衆院本会議で2日、「国家戦略特別区域法の一部を改正する法律案」の趣旨説明質疑が行われ、共同会派「立憲民主・国民・社保・無所属フォーラム」を代表して松平浩一議員が質問に立ちました。
本改正案は、(1)人工知能(AI)やビッグデータなどの最先端の技術を活用した「スーパーシティ」構想の実現に向けた制度の整備、(2)地域限定型規制のサンドボックス制度の創設(3)特区民泊における欠格事由(暴力団排除規定等)等の整備――を行うものです。
冒頭、松平議員は、新型コロナウイルス感染症により亡くなられた方への哀悼の意を示すとともに、療養中の方々にお見舞いの言葉を述べました。

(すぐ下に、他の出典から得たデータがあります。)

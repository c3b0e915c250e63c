//! Core RTOS modules
//!
//! Contains kernel state, task and time management, pend bookkeeping,
//! timers and the CPU usage statistic.

pub mod config;
pub mod critical;
pub mod cs_cell;
pub mod error;
pub mod kernel;
pub(crate) mod pend;
pub mod types;
pub mod task;
pub mod time;

#[cfg(feature = "tmr")]
pub mod tmr;

#[cfg(feature = "stat")]
pub mod stat;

さらに、新型コロナウイルス感染拡大に関連し、フランスの作家アルベール・カミュの小説「ペスト」の一節「ペストに勝つ唯一の方法は『誠実さ』である」を引用。(1)ダイヤモンドプリンセス号では3,700名もの乗船者を、船内での隔離が不十分なまま公共交通機関を使って帰宅させた(2)武漢のある中国湖北省からの入国制限を行ったのは92万人が来日した春節のあと(3)国民に大きな混乱と不安をもたらした全国一斉休校も、何の前触れもなく突然要請(4)先月20日に一斉休校の段階的解除を打ち出したが、政府専門家会議で今後の爆発的拡大が警告されている中でのこと――を挙げ、思い付きの場当たり的対応に「誠実さ」はまったく感じられないと指摘しました。
また、今後もしロックダウンとなれば、今以上に外出制限や営業自粛が行われ、このままではさらに倒産や経済的な困窮者が増えてくることは明らかだとして、「補正予算を大型連休前までに示すと言っているが、これではあまりにも遅すぎる」と指摘、「人の生活が、まさにぎりぎり、瀬戸際となっているのに、政府にはその危機感、そしてやはり『誠実さ』がまったく感じられない」と批判しました。その上で、今、求めているのは災害に対応できる規模の、大胆な、しっかりとした補償とセットになった経済対策だと訴え、「
今後いつ、どのような経済対策を策定するつもりなのか」と西村康稔経済再生担当大臣に問いました。
本改正案については、(1)特区から全国に広がった事業がなぜ少ないのか。全国措置を拡大するためにどのような措置を講じる予定であるか(2)「2020年までに、世界銀行のビジネス環境ランキングにおいて、日本が先進国3位以内に入る」との目標を掲げているが、今回のスーパーシティ構想がビジネス環境をどのように向上させ、3位以内というKPI実現にどう結びつくのか(3)国家戦略特区の選定にあたり、どのようにして公正性と透明性を確保し、国民の信頼を得ていくのか(4)スーパーシティ構想において、都市間の格差が広がらないよう手当てが必要だと思うが、そういったものはあるのか(5)住民合意をどのように得ていくのか(6)今回のデータ連携基盤の整備によって、個人情報を不当な形で利用されないという保証はあるのか(7)スーパーシティ構想がどう経済面で地方創生につながるのか――など北村誠吾担当大臣にただしました。
最後に、「いいところだけを見れば夢のある話ですが、質疑に取り上げたような、負の側面は何か、その影響と対策はなされているのかという点の十分かつ慎重な審議が国会に求められる」「大臣の誠実な答弁を切にお願いするとともに、真の地方創生の実現に向けた充実した審議がなされることを期待する」と述べ、質問を終えました。